## DATA FOR PROCESSING
--------------------------------------------------

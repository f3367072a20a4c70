use crate::record::LogRecord;
use tokio::sync::mpsc;

/// A non-empty batch of enriched records, in stream order.
pub type Batch = Vec<LogRecord>;

pub type BatchSender = mpsc::Sender<Batch>;
pub type BatchReceiver = mpsc::Receiver<Batch>;

/// Create the bounded hand-off channel between the supervisor and the
/// distribution stage. A full channel blocks the supervisor.
pub fn create_channel(buffer_size: usize) -> (BatchSender, BatchReceiver) {
    mpsc::channel(buffer_size.max(1))
}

--------------------------------------------------

## WHAT THE EXERCISE ASKS
Pull every line containing "LogRecord" from the data.

## TASK RESULT
use crate::record::LogRecord;
pub type Batch = Vec<LogRecord>;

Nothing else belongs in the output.